Rotation curves of mock EAGLE dwarf galaxies vs simulations

Abstract

The dark matter mass distribution within galaxies has been the subject of extensive studies, leading to the cusp/core problem as one of the main topics of discussion. Mock observations provide a way to bridge the gap between simulations and observations by understanding the source of this discrepancy. In this thesis, we create mock observations of the stellar component of dwarf galaxies from two runs of the EAGLE simulations with different star-formation gas density thresholds, a low threshold (LT) and a high threshold (HT). We use SimSpin to make the observations, and define the observing parameters as those from the MUSE instrument with a redshift of 0.2. The galaxies are observed both with and without atmospheric seeing conditions i.e. a point-spread-function (PSF) convolution of . The kinematics of these galaxies are obtained through GIST, which fits the spectrum of the integral field unit cube and recovers the velocity at each pixel.

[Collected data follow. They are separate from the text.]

//! # Plane: World Space ⇄ Hex Space Projection
//!
//! A `Plane` describes the square editing surface the hex grid is drawn on and converts
//! between world positions (`Vec3`) and hex addresses (`Axial`).
//!
//! ## Pipeline
//!
//! ```text
//! world (x, z) ──► normalized [-1, 1] / cell_size ──► fractional (q, r) ──► Axial
//! ```
//!
//! - **World → normalized**: each horizontal axis is mapped linearly from `[-extent, extent]`
//!   to `[-1, 1]`, divided by the cell size and negated, so increasing q/r moves toward
//!   positive world axes the way the grid is drawn.
//! - **Normalized → fractional**: a fixed linear basis (`ORIENTATION`).
//! - **Fractional → Axial**: cube rounding, see [`Axial::from_fractional`].
//!
//! [`Plane::hex_to_point`] is the exact inverse and yields cell centres at the plane's
//! elevation.
//!
//! ## Example
//!
//! ```rust
//! use axial::{Axial, Convert, Plane};
//! use glam::Vec3;
//!
//! let plane = Plane::new(5.0, 0.1, 0.0);
//!
//! let hex = Axial::new(2., -1.);
//! let centre: Vec3 = plane.convert(hex);
//! let recovered: Axial = plane.convert(centre);
//! assert_eq!(hex, recovered);
//! ```

use glam::{DVec2, Vec3};
use serde::{Deserialize, Serialize};

use crate::axial::Axial;

const SQRT_3: f64 = 1.732_050_807_568_877_2;

/// Linear basis between normalized plane space and axial space.
/// Format: (axial → normalized, normalized → axial), each `[xq, xr, yq, yr]`.
const ORIENTATION: ([f64; 4], [f64; 4]) = (
    [3./2., 0., SQRT_3/2., SQRT_3],
    [2./3., 0., -1./3., SQRT_3/3.],
);

/// Trait for bidirectional coordinate conversion
pub trait Convert<T,U> {
    /// Convert from type T to type U
    fn convert(&self, it: T) -> U;
}

/// The bounded square plane a hex grid is laid over.
///
/// # Fields
///
/// - `extent`: half the side length of the plane in world units
/// - `cell_size`: hex size relative to the normalized plane; must be positive
/// - `elevation`: world Y of the plane, used for cell centres
#[derive(Clone, Copy, Debug, Deserialize, PartialEq, Serialize)]
pub struct Plane {
    extent: f32,
    cell_size: f32,
    elevation: f32,
}

impl Plane {
    /// Callers validate `extent` and `cell_size` are positive before building a plane.
    pub fn new(extent: f32, cell_size: f32, elevation: f32) -> Self {
        debug_assert!(extent > 0. && cell_size > 0., "plane extent and cell size must be positive");
        Self { extent, cell_size, elevation }
    }

    pub fn extent(&self) -> f32 { self.extent }
    pub fn cell_size(&self) -> f32 { self.cell_size }
    pub fn elevation(&self) -> f32 { self.elevation }

    pub fn contains(&self, point: Vec3) -> bool {
        point.x.abs() <= self.extent && point.z.abs() <= self.extent
    }

    pub fn world_to_normalized(&self, point: Vec3) -> DVec2 {
        let extent = self.extent as f64;
        let cell_size = self.cell_size as f64;
        DVec2 {
            x: -(point.x as f64 / extent) / cell_size,
            y: -(point.z as f64 / extent) / cell_size,
        }
    }

    pub fn normalized_to_world(&self, normalized: DVec2) -> Vec3 {
        let scale = self.extent as f64 * self.cell_size as f64;
        Vec3 {
            x: (-normalized.x * scale) as f32,
            y: self.elevation,
            z: (-normalized.y * scale) as f32,
        }
    }

    /// Fractional (unrounded) axial position of a normalized plane point.
    pub fn normalized_to_fractional(normalized: DVec2) -> DVec2 {
        DVec2 {
            x: ORIENTATION.1[0] * normalized.x + ORIENTATION.1[1] * normalized.y,
            y: ORIENTATION.1[2] * normalized.x + ORIENTATION.1[3] * normalized.y,
        }
    }

    pub fn fractional_to_normalized(fractional: DVec2) -> DVec2 {
        DVec2 {
            x: ORIENTATION.0[0] * fractional.x + ORIENTATION.0[1] * fractional.y,
            y: ORIENTATION.0[2] * fractional.x + ORIENTATION.0[3] * fractional.y,
        }
    }

    pub fn point_to_hex(&self, point: Vec3) -> Axial {
        let fractional = Self::normalized_to_fractional(self.world_to_normalized(point));
        Axial::from_fractional(fractional.x, fractional.y)
    }

    pub fn hex_to_point(&self, hex: Axial) -> Vec3 {
        let fractional = DVec2 { x: hex.q as f64, y: hex.r as f64 };
        self.normalized_to_world(Self::fractional_to_normalized(fractional))
    }
}

impl Convert<Vec3,Axial> for Plane {
    fn convert(&self, point: Vec3) -> Axial {
        self.point_to_hex(point)
    }
}

impl Convert<Axial,Vec3> for Plane {
    fn convert(&self, hex: Axial) -> Vec3 {
        self.hex_to_point(hex)
    }
}

#[cfg(test)]
mod tests {
    use super::*;

    // ===== PLANE BASIC TESTS =====

    #[test]
    fn test_plane_creation() {
        let plane = Plane::new(5.0, 0.1, 0.25);
        assert_eq!(plane.extent(), 5.0);
        assert_eq!(plane.cell_size(), 0.1);
        assert_eq!(plane.elevation(), 0.25);
    }

    #[test]
    fn test_contains() {
        let plane = Plane::new(5.0, 0.1, 0.);
        assert!(plane.contains(Vec3::ZERO));
        assert!(plane.contains(Vec3::new(5.0, 3.0, -5.0)), "bounds are inclusive, y is ignored");
        assert!(!plane.contains(Vec3::new(5.1, 0., 0.)));
        assert!(!plane.contains(Vec3::new(0., 0., -7.)));
    }

    // ===== NORMALIZATION TESTS =====

    #[test]
    fn test_world_to_normalized_maps_extent_to_unit() {
        let plane = Plane::new(5.0, 1.0, 0.);
        let corner = plane.world_to_normalized(Vec3::new(5.0, 0., -5.0));
        // negated: +extent lands on -1
        assert!((corner.x + 1.).abs() < 1e-9, "got {}", corner.x);
        assert!((corner.y - 1.).abs() < 1e-9, "got {}", corner.y);
    }

    #[test]
    fn test_world_to_normalized_divides_by_cell_size() {
        let plane = Plane::new(5.0, 0.1, 0.);
        let n = plane.world_to_normalized(Vec3::new(-2.5, 0., 0.));
        assert!((n.x - 5.).abs() < 1e-6, "got {}", n.x);
        assert!(n.y.abs() < 1e-12);
    }

    #[test]
    fn test_fractional_basis() {
        let f = Plane::normalized_to_fractional(DVec2 { x: 3., y: 0. });
        assert!((f.x - 2.).abs() < 1e-12);
        assert!((f.y + 1.).abs() < 1e-12);

        let f = Plane::normalized_to_fractional(DVec2 { x: 0., y: SQRT_3 });
        assert!(f.x.abs() < 1e-12);
        assert!((f.y - 1.).abs() < 1e-12);
    }

    #[test]
    fn test_basis_is_inverse() {
        let fractional = DVec2 { x: -4.25, y: 7.5 };
        let back = Plane::normalized_to_fractional(Plane::fractional_to_normalized(fractional));
        assert!((back - fractional).length() < 1e-12);
    }

    // ===== COORDINATE CONVERSION TESTS =====

    #[test]
    fn test_origin_converts_to_plane_centre() {
        let plane = Plane::new(5.0, 0.1, 0.8);
        let centre = plane.hex_to_point(Axial::default());
        assert_eq!(centre, Vec3::new(0., 0.8, 0.));
        assert_eq!(plane.point_to_hex(Vec3::ZERO), Axial::default());
    }

    #[test]
    fn test_positive_q_moves_toward_negative_world_x() {
        let plane = Plane::new(5.0, 0.1, 0.);
        let pos = plane.hex_to_point(Axial::new(1., 0.));
        assert!(pos.x < 0., "got {pos:?}");
    }

    #[test]
    fn test_conversion_roundtrip_grid() {
        for cell_size in [0.05, 0.1, 0.37, 1.0, 2.0] {
            let plane = Plane::new(5.0, cell_size, 0.);
            for q in -20..=20 {
                for r in -20..=20 {
                    let hex = Axial::new(q as f32, r as f32);
                    let recovered = plane.point_to_hex(plane.hex_to_point(hex));
                    assert_eq!(hex, recovered, "roundtrip failed for {hex} at cell size {cell_size}");
                }
            }
        }
    }

    #[test]
    fn test_points_near_centre_resolve_to_cell() {
        let plane = Plane::new(5.0, 0.1, 0.);
        let hex = Axial::new(2., -3.);
        let centre = plane.hex_to_point(hex);
        // a hex at cell size 0.1 on a 5.0 extent is 0.5 world units centre to corner
        for offset in [Vec3::new(0.2, 0., 0.), Vec3::new(0., 0., -0.2), Vec3::new(-0.15, 0., 0.15)] {
            assert_eq!(plane.point_to_hex(centre + offset), hex, "offset {offset:?}");
        }
    }

    #[test]
    fn test_convert_trait_matches_methods() {
        let plane = Plane::new(5.0, 0.25, 0.);
        let hex = Axial::new(-3., 1.);
        let point: Vec3 = plane.convert(hex);
        assert_eq!(point, plane.hex_to_point(hex));
        let back: Axial = plane.convert(point);
        assert_eq!(back, hex);
    }

    #[test]
    fn test_conversion_is_deterministic() {
        let plane = Plane::new(5.0, 0.1, 0.);
        let hex = Axial::new(3., -1.);
        assert_eq!(plane.hex_to_point(hex), plane.hex_to_point(hex));
    }
}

From the line-of-sight velocity map, we select a slit two pixels wide and recover the rotation curves, which we compare directly with the input EAGLE particle data using a slit of the same size. We find dissimilarities between the two as a result of the fitting routines, which are emphasized by the differences caused by the star formation gas density threshold on the structures of the galaxies. HT galaxies have less ordered rotation which leads to less pronounced absorption lines to be used for the spectrum fit and lower velocities, hence, we find larger discrepancies between the rotation curves at HT than at LT. We attempt different methods of processing one LT galaxy, such as removing the PSF convolution, reducing the signal-to-noise ratio, and changing the spectral template, but the discrepancies remain. In particular, we compare the maximum and the fiducial velocities for the mock observations using the radii from EAGLE and the input EAGLE data and find differences between the two as a result of the choice of radii. In general, the differences between the mocks and EAGLE are not seen across all galaxies, but rather in the sample as a whole. This study demonstrates how we can use instruments such as SimSpin to study the role of observational biases in the study of stellar kinematics.